Хрустнув костями, с места поднялся испанец в английском костюме — синеватый подбородок, орлиный нос и лошадиные зубы.
Доктор посадил его в кресло, повязал белую салфетку и тут же исчез — поднять трубку назойливо звонившего телефона.
— Ну, что хорошего, дон Сатурно? — спросил, вернувшись, Лариос. Он положил голову пациента на спинку кресла и пошел мыть руки — шумели открытые краны, плескалось в ладонях жидкое зеленоватое мыло, превращаясь в пену.

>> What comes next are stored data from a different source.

use crate::error::StoreError;
use crate::format::TabularFormat;
use crate::traits::{Row, RowIter, RowStyle, StoreCaps, TabularReader, TabularWriter};
use ezspreadsheet_common::CellValue;
use std::fs::File;
use std::io::BufReader;
use std::path::{Path, PathBuf};
use tempfile::NamedTempFile;

#[cfg(feature = "serde")]
use serde::{Deserialize, Serialize};

#[cfg_attr(feature = "serde", derive(Serialize, Deserialize))]
#[derive(Clone, Debug, Default)]
pub struct CsvReadOptions {
    /// Field delimiter as a single byte. `None` picks the format's own (`,` or tab).
    pub delimiter: Option<u8>,
    /// Strip surrounding whitespace from every field.
    pub trim: bool,
}

#[cfg_attr(feature = "serde", derive(Serialize, Deserialize))]
#[derive(Clone, Debug, Default)]
pub struct CsvWriteOptions {
    /// Field delimiter as a single byte. `None` picks the format's own (`,` or tab).
    pub delimiter: Option<u8>,
    /// End records with `\r\n` instead of `\n`.
    pub crlf: bool,
}

fn delimiter_for(format: TabularFormat, requested: Option<u8>) -> u8 {
    requested.unwrap_or(match format {
        TabularFormat::Tsv => b'\t',
        _ => b',',
    })
}

enum Sink {
    Open(csv::Writer<NamedTempFile>),
    /// Flushed to the temp file, waiting to replace the target.
    Pending(NamedTempFile),
    Saved,
}

/// Delimited-text writer.
///
/// Rows stream into a temp file next to the target; `save` renames it over
/// the target, so an abandoned writer leaves the target untouched.
pub struct CsvWriter {
    path: PathBuf,
    format: TabularFormat,
    sink: Sink,
    rows: u32,
}

impl CsvWriter {
    pub fn create(
        path: impl AsRef<Path>,
        format: TabularFormat,
        options: &CsvWriteOptions,
    ) -> Result<Self, StoreError> {
        let path = path.as_ref().to_path_buf();
        let dir = match path.parent() {
            Some(p) if !p.as_os_str().is_empty() => p.to_path_buf(),
            _ => PathBuf::from("."),
        };
        let tmp = NamedTempFile::new_in(&dir)?;

        let terminator = if options.crlf {
            csv::Terminator::CRLF
        } else {
            csv::Terminator::Any(b'\n')
        };
        let mut wb = csv::WriterBuilder::new();
        wb.delimiter(delimiter_for(format, options.delimiter))
            .terminator(terminator)
            .flexible(false);

        Ok(Self {
            path,
            format,
            sink: Sink::Open(wb.from_writer(tmp)),
            rows: 0,
        })
    }
}

impl TabularWriter for CsvWriter {
    fn format(&self) -> TabularFormat {
        self.format
    }

    fn path(&self) -> &Path {
        &self.path
    }

    fn capabilities(&self) -> StoreCaps {
        StoreCaps {
            styles: false,
            native_numbers: false,
            native_datetimes: false,
            atomic_save: true,
        }
    }

    fn write_row(&mut self, row: &[CellValue], _style: RowStyle) -> Result<(), StoreError> {
        let Sink::Open(wtr) = &mut self.sink else {
            return Err(StoreError::Backend {
                backend: "csv".to_string(),
                message: "writer already saved".to_string(),
            });
        };
        let record: Vec<String> = row.iter().map(cell_to_csv_field).collect();
        wtr.write_record(&record)
            .map_err(|e| StoreError::from_backend("csv", e))?;
        self.rows += 1;
        Ok(())
    }

    fn rows_written(&self) -> u32 {
        self.rows
    }

    fn save(&mut self) -> Result<(), StoreError> {
        let tmp = match std::mem::replace(&mut self.sink, Sink::Saved) {
            Sink::Open(wtr) => wtr.into_inner().map_err(|e| e.into_error())?,
            Sink::Pending(tmp) => tmp,
            Sink::Saved => return Ok(()),
        };
        match tmp.persist(&self.path) {
            Ok(_) => {
                #[cfg(feature = "tracing")]
                tracing::debug!(path = %self.path.display(), rows = self.rows, "csv saved");
                Ok(())
            }
            Err(err) => {
                self.sink = Sink::Pending(err.file);
                Err(StoreError::from_save(&self.path, err.error))
            }
        }
    }
}

/// Delimited-text reader. Records are parsed lazily from the file.
///
/// Fields come back as text (or `Empty`); typing them is up to the caller,
/// which knows what each column holds.
pub struct CsvReader {
    format: TabularFormat,
    reader: csv::Reader<BufReader<File>>,
}

impl CsvReader {
    pub fn open(
        path: impl AsRef<Path>,
        format: TabularFormat,
        options: &CsvReadOptions,
    ) -> Result<Self, StoreError> {
        let path = path.as_ref();
        if !path.exists() {
            return Err(StoreError::NotFound {
                path: path.to_path_buf(),
            });
        }
        let file = File::open(path)?;

        let mut rb = csv::ReaderBuilder::new();
        rb.delimiter(delimiter_for(format, options.delimiter))
            // The header is read as an ordinary record so it goes through the same iterator.
            .has_headers(false)
            // Allow ragged rows; the record decoder pads short ones.
            .flexible(true);
        if options.trim {
            rb.trim(csv::Trim::All);
        }

        Ok(Self {
            format,
            reader: rb.from_reader(BufReader::new(file)),
        })
    }
}

impl TabularReader for CsvReader {
    fn format(&self) -> TabularFormat {
        self.format
    }

    fn into_rows(self: Box<Self>) -> RowIter {
        Box::new(self.reader.into_records().map(|rec| {
            let rec = rec.map_err(|e| StoreError::from_backend("csv", e))?;
            Ok(rec.iter().map(text_cell).collect::<Row>())
        }))
    }
}

fn text_cell(field: &str) -> CellValue {
    if field.is_empty() {
        CellValue::Empty
    } else {
        CellValue::Text(field.to_string())
    }
}

fn cell_to_csv_field(v: &CellValue) -> String {
    match v {
        // Debug keeps the decimal point, so `2.0` is read back as a float.
        CellValue::Number(n) => format!("{n:?}"),
        other => other.to_string(),
    }
}

#[cfg(test)]
mod tests {
    use super::*;

    fn read_all(path: &Path, format: TabularFormat) -> Vec<Row> {
        let reader = CsvReader::open(path, format, &CsvReadOptions::default()).unwrap();
        Box::new(reader)
            .into_rows()
            .collect::<Result<Vec<_>, _>>()
            .unwrap()
    }

    #[test]
    fn fields_read_back_as_text() {
        let dir = tempfile::tempdir().unwrap();
        let path = dir.path().join("users.csv");
        let mut w = CsvWriter::create(&path, TabularFormat::Csv, &CsvWriteOptions::default())
            .unwrap();
        w.write_header(&["Name", "Age", "Weight"]).unwrap();
        w.write_row(
            &[CellValue::from("John Doe"), CellValue::Int(20), CellValue::Number(75.0)],
            RowStyle::Data,
        )
        .unwrap();
        assert_eq!(w.rows_written(), 2);
        w.save().unwrap();

        let rows = read_all(&path, TabularFormat::Csv);
        assert_eq!(
            rows[0],
            vec![
                CellValue::from("Name"),
                CellValue::from("Age"),
                CellValue::from("Weight")
            ]
        );
        assert_eq!(
            rows[1],
            vec![
                CellValue::from("John Doe"),
                CellValue::from("20"),
                CellValue::from("75.0")
            ]
        );
    }

    #[test]
    fn quoting_survives_commas_and_newlines() {
        let dir = tempfile::tempdir().unwrap();
        let path = dir.path().join("q.csv");
        let mut w = CsvWriter::create(&path, TabularFormat::Csv, &CsvWriteOptions::default())
            .unwrap();
        w.write_header(&["a"]).unwrap();
        w.write_row(&[CellValue::from("['x', 'y']")], RowStyle::Data)
            .unwrap();
        w.write_row(&[CellValue::from("line1\nline2")], RowStyle::Data)
            .unwrap();
        w.save().unwrap();

        let rows = read_all(&path, TabularFormat::Csv);
        assert_eq!(rows[1], vec![CellValue::from("['x', 'y']")]);
        assert_eq!(rows[2], vec![CellValue::from("line1\nline2")]);
    }

    #[test]
    fn number_like_text_is_not_retyped() {
        let dir = tempfile::tempdir().unwrap();
        let path = dir.path().join("contacts.csv");
        let fields = ["true", "1e3", "+5", "(555) 123-4567", "[draft] Kieran"];
        let mut w = CsvWriter::create(&path, TabularFormat::Csv, &CsvWriteOptions::default())
            .unwrap();
        let row: Row = fields.iter().map(|f| CellValue::from(*f)).collect();
        w.write_row(&row, RowStyle::Data).unwrap();
        w.save().unwrap();

        assert_eq!(read_all(&path, TabularFormat::Csv), vec![row]);
    }

    #[test]
    fn crlf_terminator() {
        let dir = tempfile::tempdir().unwrap();
        let path = dir.path().join("w.csv");
        let options = CsvWriteOptions {
            crlf: true,
            ..CsvWriteOptions::default()
        };
        let mut w = CsvWriter::create(&path, TabularFormat::Csv, &options).unwrap();
        w.write_header(&["a", "b"]).unwrap();
        w.save().unwrap();
        assert_eq!(std::fs::read_to_string(&path).unwrap(), "a,b\r\n");
    }

    #[test]
    fn tsv_uses_tab_delimiter() {
        let dir = tempfile::tempdir().unwrap();
        let path = dir.path().join("t.tsv");
        let mut w = CsvWriter::create(&path, TabularFormat::Tsv, &CsvWriteOptions::default())
            .unwrap();
        w.write_header(&["a", "b"]).unwrap();
        w.save().unwrap();
        assert_eq!(std::fs::read_to_string(&path).unwrap(), "a\tb\n");
    }

    #[test]
    fn abandoned_writer_leaves_target_untouched() {
        let dir = tempfile::tempdir().unwrap();
        let path = dir.path().join("keep.csv");
        std::fs::write(&path, "old\n").unwrap();
        {
            let mut w =
                CsvWriter::create(&path, TabularFormat::Csv, &CsvWriteOptions::default())
                    .unwrap();
            w.write_header(&["new"]).unwrap();
        }
        assert_eq!(std::fs::read_to_string(&path).unwrap(), "old\n");
        // Only the target remains; the temp file was cleaned up on drop.
        assert_eq!(std::fs::read_dir(dir.path()).unwrap().count(), 1);
    }

    #[test]
    fn write_after_save_is_rejected() {
        let dir = tempfile::tempdir().unwrap();
        let path = dir.path().join("done.csv");
        let mut w = CsvWriter::create(&path, TabularFormat::Csv, &CsvWriteOptions::default())
            .unwrap();
        w.save().unwrap();
        w.save().unwrap();
        assert!(w.write_row(&[CellValue::Int(1)], RowStyle::Data).is_err());
    }

    #[test]
    fn missing_file_is_not_found() {
        let dir = tempfile::tempdir().unwrap();
        let err = CsvReader::open(
            dir.path().join("nope.csv"),
            TabularFormat::Csv,
            &CsvReadOptions::default(),
        )
        .err()
        .unwrap();
        assert!(matches!(err, StoreError::NotFound { .. }));
    }
}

— Чего уж там хорошего!.. Ничего. Когда я сижу в этом кресле, мне кажется, будто я на электрическом стуле, ведь вы, дантисты, — палачи! И не совестно вам? Стоит мне только войти сюда, я чувствую, что начинаю завидовать последнему из наших карабинеров… Да ничего вы в этом не смека… Мекка… А знаете, доктор, для нас, испанцев, Мек-ка… находится в Сеуте… Мекка, вот что у меня болит…
— А мне, напротив, очень приятно видеть вас здесь и сказать вам, что я преклоняюсь перед королями Испании.